### [Problem statement]
Complete, exact copies of all entries are needed.

Stored data entries:
+--
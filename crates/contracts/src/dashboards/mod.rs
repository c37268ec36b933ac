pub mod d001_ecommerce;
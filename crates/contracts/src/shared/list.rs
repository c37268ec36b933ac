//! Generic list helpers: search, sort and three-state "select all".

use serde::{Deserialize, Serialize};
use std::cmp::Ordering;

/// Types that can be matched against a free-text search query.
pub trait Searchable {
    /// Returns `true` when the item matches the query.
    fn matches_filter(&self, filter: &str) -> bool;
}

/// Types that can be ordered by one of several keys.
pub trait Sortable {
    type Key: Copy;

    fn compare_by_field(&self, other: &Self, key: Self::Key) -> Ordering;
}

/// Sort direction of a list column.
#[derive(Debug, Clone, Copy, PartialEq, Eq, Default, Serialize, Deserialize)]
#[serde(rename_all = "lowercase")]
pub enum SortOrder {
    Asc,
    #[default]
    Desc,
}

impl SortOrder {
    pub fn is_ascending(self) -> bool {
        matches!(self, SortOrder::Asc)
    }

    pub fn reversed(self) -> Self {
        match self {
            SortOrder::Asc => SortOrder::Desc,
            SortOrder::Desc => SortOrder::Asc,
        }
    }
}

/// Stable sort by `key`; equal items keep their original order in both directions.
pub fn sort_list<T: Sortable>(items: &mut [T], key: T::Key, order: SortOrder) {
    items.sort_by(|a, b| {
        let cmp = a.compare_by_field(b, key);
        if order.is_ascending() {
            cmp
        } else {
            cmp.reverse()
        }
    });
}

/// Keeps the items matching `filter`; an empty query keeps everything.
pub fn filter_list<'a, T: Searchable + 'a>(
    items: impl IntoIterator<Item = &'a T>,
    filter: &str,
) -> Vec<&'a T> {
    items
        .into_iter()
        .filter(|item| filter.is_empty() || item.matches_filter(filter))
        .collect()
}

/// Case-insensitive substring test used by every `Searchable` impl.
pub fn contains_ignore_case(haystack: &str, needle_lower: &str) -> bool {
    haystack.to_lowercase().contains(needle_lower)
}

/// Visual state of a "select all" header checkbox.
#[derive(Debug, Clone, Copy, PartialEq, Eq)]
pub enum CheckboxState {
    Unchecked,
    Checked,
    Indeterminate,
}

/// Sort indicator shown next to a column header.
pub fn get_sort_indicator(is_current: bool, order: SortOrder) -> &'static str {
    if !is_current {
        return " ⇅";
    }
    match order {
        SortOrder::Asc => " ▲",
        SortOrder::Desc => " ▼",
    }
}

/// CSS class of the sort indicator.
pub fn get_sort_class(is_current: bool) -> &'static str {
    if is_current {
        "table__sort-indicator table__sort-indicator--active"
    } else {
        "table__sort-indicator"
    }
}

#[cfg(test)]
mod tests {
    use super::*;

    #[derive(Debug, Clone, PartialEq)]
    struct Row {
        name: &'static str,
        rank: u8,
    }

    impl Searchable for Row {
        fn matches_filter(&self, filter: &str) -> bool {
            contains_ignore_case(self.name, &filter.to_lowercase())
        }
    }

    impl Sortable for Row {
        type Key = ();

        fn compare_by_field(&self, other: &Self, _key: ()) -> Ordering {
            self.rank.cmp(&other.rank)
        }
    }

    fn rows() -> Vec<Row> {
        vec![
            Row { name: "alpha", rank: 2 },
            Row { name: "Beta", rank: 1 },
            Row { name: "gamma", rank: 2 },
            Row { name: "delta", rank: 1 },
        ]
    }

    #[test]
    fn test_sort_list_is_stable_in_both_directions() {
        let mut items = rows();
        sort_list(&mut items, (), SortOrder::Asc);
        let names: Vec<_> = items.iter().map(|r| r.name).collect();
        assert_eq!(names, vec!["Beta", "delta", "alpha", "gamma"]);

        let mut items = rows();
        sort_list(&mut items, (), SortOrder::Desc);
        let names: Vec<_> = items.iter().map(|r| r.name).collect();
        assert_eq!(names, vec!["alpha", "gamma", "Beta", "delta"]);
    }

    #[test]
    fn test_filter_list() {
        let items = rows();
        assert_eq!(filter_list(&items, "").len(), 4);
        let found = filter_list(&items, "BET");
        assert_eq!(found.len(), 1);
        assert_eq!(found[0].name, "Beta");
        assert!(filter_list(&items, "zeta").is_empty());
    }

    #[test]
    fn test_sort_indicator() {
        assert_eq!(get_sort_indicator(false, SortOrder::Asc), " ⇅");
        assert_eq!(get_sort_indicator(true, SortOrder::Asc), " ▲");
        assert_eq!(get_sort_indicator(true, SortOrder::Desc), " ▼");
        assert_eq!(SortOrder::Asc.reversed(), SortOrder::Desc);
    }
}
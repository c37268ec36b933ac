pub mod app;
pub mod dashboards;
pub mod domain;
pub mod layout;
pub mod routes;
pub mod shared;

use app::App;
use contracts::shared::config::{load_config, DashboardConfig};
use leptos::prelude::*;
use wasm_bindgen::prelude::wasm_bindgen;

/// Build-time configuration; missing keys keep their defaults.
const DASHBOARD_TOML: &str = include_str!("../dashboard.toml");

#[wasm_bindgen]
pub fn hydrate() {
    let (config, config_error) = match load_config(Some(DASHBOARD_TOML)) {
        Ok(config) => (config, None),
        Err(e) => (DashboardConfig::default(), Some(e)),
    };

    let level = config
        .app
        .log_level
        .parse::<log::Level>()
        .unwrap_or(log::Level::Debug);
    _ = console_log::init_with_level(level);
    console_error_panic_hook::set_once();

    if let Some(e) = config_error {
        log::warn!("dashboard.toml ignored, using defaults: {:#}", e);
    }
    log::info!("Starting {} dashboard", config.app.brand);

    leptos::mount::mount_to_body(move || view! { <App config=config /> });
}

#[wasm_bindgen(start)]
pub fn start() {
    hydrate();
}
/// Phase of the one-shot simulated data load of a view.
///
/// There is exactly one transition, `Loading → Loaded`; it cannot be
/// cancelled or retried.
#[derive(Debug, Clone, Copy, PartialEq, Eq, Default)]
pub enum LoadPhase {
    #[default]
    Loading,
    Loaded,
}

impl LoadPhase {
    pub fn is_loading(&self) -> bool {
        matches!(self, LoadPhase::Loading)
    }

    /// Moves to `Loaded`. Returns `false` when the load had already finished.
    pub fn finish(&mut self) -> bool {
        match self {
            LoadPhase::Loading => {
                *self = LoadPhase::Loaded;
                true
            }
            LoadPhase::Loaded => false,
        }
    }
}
+--
### [Answer for the task]
filename crates/contracts/src/dashboards/mod.rs
repository c37268ec36b933ac
pub mod d001_ecommerce;
filename crates/contracts/src/shared/list.rs
repository c37268ec36b933ac
//! Generic list helpers: search, sort and three-state "select all".

use serde::{Deserialize, Serialize};
use std::cmp::Ordering;

/// Types that can be matched against a free-text search query.
pub trait Searchable {
    /// Returns `true` when the item matches the query.
    fn matches_filter(&self, filter: &str) -> bool;
}

/// Types that can be ordered by one of several keys.
pub trait Sortable {
    type Key: Copy;

    fn compare_by_field(&self, other: &Self, key: Self::Key) -> Ordering;
}

/// Sort direction of a list column.
#[derive(Debug, Clone, Copy, PartialEq, Eq, Default, Serialize, Deserialize)]
#[serde(rename_all = "lowercase")]
pub enum SortOrder {
    Asc,
    #[default]
    Desc,
}

impl SortOrder {
    pub fn is_ascending(self) -> bool {
        matches!(self, SortOrder::Asc)
    }

    pub fn reversed(self) -> Self {
        match self {
            SortOrder::Asc => SortOrder::Desc,
            SortOrder::Desc => SortOrder::Asc,
        }
    }
}

/// Stable sort by `key`; equal items keep their original order in both directions.
pub fn sort_list<T: Sortable>(items: &mut [T], key: T::Key, order: SortOrder) {
    items.sort_by(|a, b| {
        let cmp = a.compare_by_field(b, key);
        if order.is_ascending() {
            cmp
        } else {
            cmp.reverse()
        }
    });
}

/// Keeps the items matching `filter`; an empty query keeps everything.
pub fn filter_list<'a, T: Searchable + 'a>(
    items: impl IntoIterator<Item = &'a T>,
    filter: &str,
) -> Vec<&'a T> {
    items
        .into_iter()
        .filter(|item| filter.is_empty() || item.matches_filter(filter))
        .collect()
}

/// Case-insensitive substring test used by every `Searchable` impl.
pub fn contains_ignore_case(haystack: &str, needle_lower: &str) -> bool {
    haystack.to_lowercase().contains(needle_lower)
}

/// Visual state of a "select all" header checkbox.
#[derive(Debug, Clone, Copy, PartialEq, Eq)]
pub enum CheckboxState {
    Unchecked,
    Checked,
    Indeterminate,
}

/// Sort indicator shown next to a column header.
pub fn get_sort_indicator(is_current: bool, order: SortOrder) -> &'static str {
    if !is_current {
        return " ⇅";
    }
    match order {
        SortOrder::Asc => " ▲",
        SortOrder::Desc => " ▼",
    }
}

/// CSS class of the sort indicator.
pub fn get_sort_class(is_current: bool) -> &'static str {
    if is_current {
        "table__sort-indicator table__sort-indicator--active"
    } else {
        "table__sort-indicator"
    }
}

#[cfg(test)]
mod tests {
    use super::*;

    #[derive(Debug, Clone, PartialEq)]
    struct Row {
        name: &'static str,
        rank: u8,
    }

    impl Searchable for Row {
        fn matches_filter(&self, filter: &str) -> bool {
            contains_ignore_case(self.name, &filter.to_lowercase())
        }
    }

    impl Sortable for Row {
        type Key = ();

        fn compare_by_field(&self, other: &Self, _key: ()) -> Ordering {
            self.rank.cmp(&other.rank)
        }
    }

    fn rows() -> Vec<Row> {
        vec![
            Row { name: "alpha", rank: 2 },
            Row { name: "Beta", rank: 1 },
            Row { name: "gamma", rank: 2 },
            Row { name: "delta", rank: 1 },
        ]
    }

    #[test]
    fn test_sort_list_is_stable_in_both_directions() {
        let mut items = rows();
        sort_list(&mut items, (), SortOrder::Asc);
        let names: Vec<_> = items.iter().map(|r| r.name).collect();
        assert_eq!(names, vec!["Beta", "delta", "alpha", "gamma"]);

        let mut items = rows();
        sort_list(&mut items, (), SortOrder::Desc);
        let names: Vec<_> = items.iter().map(|r| r.name).collect();
        assert_eq!(names, vec!["alpha", "gamma", "Beta", "delta"]);
    }

    #[test]
    fn test_filter_list() {
        let items = rows();
        assert_eq!(filter_list(&items, "").len(), 4);
        let found = filter_list(&items, "BET");
        assert_eq!(found.len(), 1);
        assert_eq!(found[0].name, "Beta");
        assert!(filter_list(&items, "zeta").is_empty());
    }

    #[test]
    fn test_sort_indicator() {
        assert_eq!(get_sort_indicator(false, SortOrder::Asc), " ⇅");
        assert_eq!(get_sort_indicator(true, SortOrder::Asc), " ▲");
        assert_eq!(get_sort_indicator(true, SortOrder::Desc), " ▼");
        assert_eq!(SortOrder::Asc.reversed(), SortOrder::Desc);
    }
}
repository c37268ec36b933ac
pub mod app;
pub mod dashboards;
pub mod domain;
pub mod layout;
pub mod routes;
pub mod shared;

use app::App;
use contracts::shared::config::{load_config, DashboardConfig};
use leptos::prelude::*;
use wasm_bindgen::prelude::wasm_bindgen;

/// Build-time configuration; missing keys keep their defaults.
const DASHBOARD_TOML: &str = include_str!("../dashboard.toml");

#[wasm_bindgen]
pub fn hydrate() {
    let (config, config_error) = match load_config(Some(DASHBOARD_TOML)) {
        Ok(config) => (config, None),
        Err(e) => (DashboardConfig::default(), Some(e)),
    };

    let level = config
        .app
        .log_level
        .parse::<log::Level>()
        .unwrap_or(log::Level::Debug);
    _ = console_log::init_with_level(level);
    console_error_panic_hook::set_once();

    if let Some(e) = config_error {
        log::warn!("dashboard.toml ignored, using defaults: {:#}", e);
    }
    log::info!("Starting {} dashboard", config.app.brand);

    leptos::mount::mount_to_body(move || view! { <App config=config /> });
}

#[wasm_bindgen(start)]
pub fn start() {
    hydrate();
}
/// Phase of the one-shot simulated data load of a view.
///
/// There is exactly one transition, `Loading → Loaded`; it cannot be
/// cancelled or retried.
#[derive(Debug, Clone, Copy, PartialEq, Eq, Default)]
pub enum LoadPhase {
    #[default]
    Loading,
    Loaded,
}

impl LoadPhase {
    pub fn is_loading(&self) -> bool {
        matches!(self, LoadPhase::Loading)
    }

    /// Moves to `Loaded`. Returns `false` when the load had already finished.
    pub fn finish(&mut self) -> bool {
        match self {
            LoadPhase::Loading => {
                *self = LoadPhase::Loaded;
                true
            }
            LoadPhase::Loaded => false,
        }
    }
}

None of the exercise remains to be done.